Why the hell hadn’t he guessed?

He didn’t know what to say. What was he supposed to say to that?

“Afterward he was sorry. He said he was so desperate at the thought of losing me, he’d flipped a little bit. Just as his affairs were all accidents, so this was an accident, too. It was my fault for provoking him. Pascal never took responsibility for anything he did. Everything was always someone else’s fault.” Her voice was flat. Matter-of-fact. “He told me it would never happen again. He was just stressed. It had been a very bad night in the restaurant, three members of staff off sick and lots of pressure. I was shocked, of course. No one had ever hit me before. My mother never hit me. You read about these things, but when it happens to you it’s scarily easy to listen to the excuses. And I told myself everyone makes mistakes. I’d made plenty myself so I was very tolerant of mistakes in others. And I knew that if I’d left him, I would have lost not just my home but my job. And I actually did love my job. Some of the customers were regulars. Pascal worked long hours, I was lonely and they were the closest thing I had to family.”

Diners in her restaurant, family?

He thought of his own family. Tight-knit. Infuriating. Always there. Always.

“It wasn’t just that one time. He hit you again?” He forced the question through clenched teeth. Thinking about her coping with it alone made him ache.

“Yes. And that time I did walk out.”

He wanted to cheer but he could tell from the look on her face that the story wasn’t finished. “Where did you go?”
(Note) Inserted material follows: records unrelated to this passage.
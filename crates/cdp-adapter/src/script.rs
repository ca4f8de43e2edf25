//! In-page element resolution
//!
//! Each query is a self-contained expression: the serialized [`Locator`] is
//! embedded as a JSON literal, resolved against the live document, and the
//! requested operation applied to the first match.

use action_primitives::Locator;
use serde::Deserialize;

use crate::error::{AdapterError, AdapterErrorKind};

/// Operation applied to the resolved elements.
#[derive(Debug, Clone, Copy, PartialEq, Eq)]
pub(crate) enum Query<'a> {
    Count,
    Visible,
    Click,
    Fill(&'a str),
    Check,
    InnerText,
}

/// Reply shape for the mutating and text queries.
#[derive(Debug, Deserialize)]
pub(crate) struct Outcome {
    pub ok: bool,
    #[serde(default)]
    pub reason: Option<String>,
    #[serde(default)]
    pub text: Option<String>,
}

impl Outcome {
    pub fn into_result(self, locator: &Locator) -> Result<Option<String>, AdapterError> {
        if self.ok {
            return Ok(self.text);
        }
        let kind = match self.reason.as_deref() {
            Some("missing") => AdapterErrorKind::TargetNotFound,
            _ => AdapterErrorKind::NotInteractable,
        };
        Err(AdapterError::new(kind).with_hint(locator.to_string()))
    }
}

const RESOLVER: &str = r#"
const norm = (s) => (s || "").replace(/\s+/g, " ").trim();
const textMatches = (m, candidate) => {
  const c = norm(candidate);
  if (m.mode === "exact") return c === norm(m.text);
  return c.toLowerCase().includes(norm(m.text).toLowerCase());
};
const labelText = (el) => {
  const parts = [];
  if (el.labels) for (const l of el.labels) parts.push(l.innerText || l.textContent);
  const by = el.getAttribute("aria-labelledby");
  if (by) for (const id of by.split(/\s+/)) {
    const n = document.getElementById(id);
    if (n) parts.push(n.textContent);
  }
  return norm(parts.join(" "));
};
const accessibleName = (el) => {
  const aria = el.getAttribute("aria-label");
  if (aria) return norm(aria);
  const tag = el.tagName.toLowerCase();
  if (tag === "input" || tag === "textarea" || tag === "select") {
    const labelled = labelText(el);
    if (labelled) return labelled;
    const type = (el.type || "").toLowerCase();
    return ["submit", "button", "reset"].includes(type) ? norm(el.value) : "";
  }
  return norm(el.innerText || el.textContent);
};
const ROLES = {
  heading: "h1,h2,h3,h4,h5,h6,[role=heading]",
  button: "button,input[type=submit],input[type=button],input[type=reset],[role=button]",
  link: "a[href],[role=link]",
  radio: "input[type=radio],[role=radio]",
  checkbox: "input[type=checkbox],[role=checkbox]",
  textbox: "input:not([type]),input[type=text],input[type=tel],input[type=email],input[type=number],input[type=password],input[type=search],textarea,[role=textbox]",
};
const all = (selector) => Array.from(document.querySelectorAll(selector));
const find = (spec) => {
  switch (spec.kind) {
    case "role":
      return all(ROLES[spec.role] || "*").filter((el) => textMatches(spec.name, accessibleName(el)));
    case "label": {
      const out = [];
      for (const label of all("label")) {
        if (!textMatches(spec.label, label.innerText || label.textContent)) continue;
        const control = label.control || (label.htmlFor && document.getElementById(label.htmlFor));
        if (control && !out.includes(control)) out.push(control);
      }
      for (const el of all("[aria-label]")) {
        if (textMatches(spec.label, el.getAttribute("aria-label")) && !out.includes(el)) out.push(el);
      }
      return out;
    }
    case "css":
      return all(spec.selector);
    case "css_with_text": {
      const needle = { mode: "contains", text: spec.text };
      return all(spec.selector).filter((el) => textMatches(needle, el.innerText || el.textContent));
    }
    case "description_value": {
      const needle = { mode: "contains", text: spec.term };
      const out = [];
      for (const dt of all("dt")) {
        if (!textMatches(needle, dt.innerText || dt.textContent)) continue;
        let sib = dt.nextElementSibling;
        while (sib && sib.tagName.toLowerCase() !== "dd") sib = sib.nextElementSibling;
        if (sib) out.push(sib);
      }
      return out;
    }
    case "body":
      return document.body ? [document.body] : [];
  }
  return [];
};
const isVisible = (el) => {
  if (!el.isConnected) return false;
  const style = window.getComputedStyle(el);
  if (style.visibility === "hidden" || style.display === "none") return false;
  const rect = el.getBoundingClientRect();
  return rect.width > 0 || rect.height > 0;
};
const matches = find(spec);
const el = matches[0];
"#;

const COUNT: &str = "return matches.length;";

const VISIBLE: &str = "return !!el && isVisible(el);";

const CLICK: &str = r#"
if (!el) return { ok: false, reason: "missing" };
if (el.disabled) return { ok: false, reason: "disabled" };
el.scrollIntoView({ block: "center" });
el.click();
return { ok: true };
"#;

const FILL: &str = r#"
if (!el) return { ok: false, reason: "missing" };
if (!("value" in el) || el.disabled || el.readOnly) return { ok: false, reason: "not-editable" };
el.focus();
const proto = el instanceof HTMLTextAreaElement ? HTMLTextAreaElement.prototype : HTMLInputElement.prototype;
const setter = Object.getOwnPropertyDescriptor(proto, "value").set;
setter.call(el, value);
el.dispatchEvent(new Event("input", { bubbles: true }));
el.dispatchEvent(new Event("change", { bubbles: true }));
return { ok: true };
"#;

const CHECK: &str = r#"
if (!el) return { ok: false, reason: "missing" };
if (el.disabled) return { ok: false, reason: "disabled" };
if (!el.checked) el.click();
if (!el.checked) {
  el.checked = true;
  el.dispatchEvent(new Event("change", { bubbles: true }));
}
return { ok: true };
"#;

const INNER_TEXT: &str = r#"
if (!el) return { ok: false, reason: "missing" };
return { ok: true, text: el.innerText || el.textContent || "" };
"#;

fn to_json<T: serde::Serialize + ?Sized>(value: &T) -> Result<String, AdapterError> {
    serde_json::to_string(value).map_err(|err| {
        AdapterError::new(AdapterErrorKind::Internal).with_hint(format!("encode query: {err}"))
    })
}

/// Expression evaluating `query` against the first element matching `locator`.
pub(crate) fn build(locator: &Locator, query: Query<'_>) -> Result<String, AdapterError> {
    let mut script = String::from("(() => {\n");
    script.push_str(&format!("const spec = {};\n", to_json(locator)?));
    if let Query::Fill(value) = query {
        script.push_str(&format!("const value = {};\n", to_json(value)?));
    }
    script.push_str(RESOLVER);
    script.push_str(match query {
        Query::Count => COUNT,
        Query::Visible => VISIBLE,
        Query::Click => CLICK,
        Query::Fill(_) => FILL,
        Query::Check => CHECK,
        Query::InnerText => INNER_TEXT,
    });
    script.push_str("\n})()");
    Ok(script)
}

#[cfg(test)]
mod tests {
    use super::*;
    use action_primitives::TextMatch;

    #[test]
    fn embeds_locator_as_json() {
        let locator = Locator::button(TextMatch::exact("Continue"));
        let script = build(&locator, Query::Count).unwrap();
        assert!(script.contains(
            r#"const spec = {"kind":"role","role":"button","name":{"mode":"exact","text":"Continue"}};"#
        ));
        assert!(script.trim_end().ends_with("})()"));
        assert!(script.contains("return matches.length;"));
    }

    #[test]
    fn fill_value_is_escaped() {
        let locator = Locator::label(TextMatch::contains("Security code"));
        let script = build(&locator, Query::Fill("12\"3</script>")).unwrap();
        assert!(script.contains(r#"const value = "12\"3</script>";"#));
    }

    #[test]
    fn outcome_maps_missing_to_not_found() {
        let locator = Locator::css("a.govuk-button");
        let outcome: Outcome = serde_json::from_str(r#"{"ok":false,"reason":"missing"}"#).unwrap();
        let err = outcome.into_result(&locator).unwrap_err();
        assert_eq!(err.kind, AdapterErrorKind::TargetNotFound);

        let outcome: Outcome = serde_json::from_str(r#"{"ok":true,"text":"JANE DOE"}"#).unwrap();
        assert_eq!(
            outcome.into_result(&locator).unwrap().as_deref(),
            Some("JANE DOE")
        );
    }
}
“I got a job in a tiny little place on the Left Bank. It was low-profile. Under the radar. I thought Pascal would be relieved I had gone and wouldn’t bother following. I was wrong. Turned out that me leaving him was the ultimate humiliation. As punishment for taking me on, he put the owner of the restaurant out of business. And when he came to break the good news, he told me that I would never get a job in Paris again and I would be forced to come back to him. And then he hit me again. And I’m forever grateful that he did because Jackson was in the restaurant that night.”

“Jackson?”

She gave a soft smile. “He’d come in three times that week because he liked my cooking. He’d been telling me about his business, about the hotels and the skiing. He was the one who found me in the street outside, bleeding and in a state. He took me to the hospital, reported Pascal to the police and then took me back to his hotel. I slept in his bed and he slept in the chair.”

“Was Pascal arrested?”

“Yes. But he hired a lawyer and his PR people hushed it up. Told some story that the media believed. The next morning Jackson offered me a job, cooking for him. To begin with I said no, because I didn’t want to risk bringing trouble to him after all he had done, but he refused to leave Paris without me.”

“Good.” Not for the first time in his life, Sean had reason to admire his twin brother. “So you went to Switzerland.”

“Yes. Jackson gave me that opportunity. He saved me. I owe him everything. And I have not been back to Paris since, even though the apartment I shared with my mother is still there. And sometimes it makes me sad because once I loved the city so much, but after my mother and Pascal—” She shrugged. “For me the place is poisoned. I can never go back. It would be too painful. I can only think how much I let my mother down.”

Finally everything made sense. All of it. Her devotion to his brother. Her loyalty. Her unwavering love for his family.

And her reason for not wanting a relationship.

It wasn’t that she didn’t want love. She was desperate for a relationship and a family of her own, but she was too scared of getting it wrong to trust her judgment again.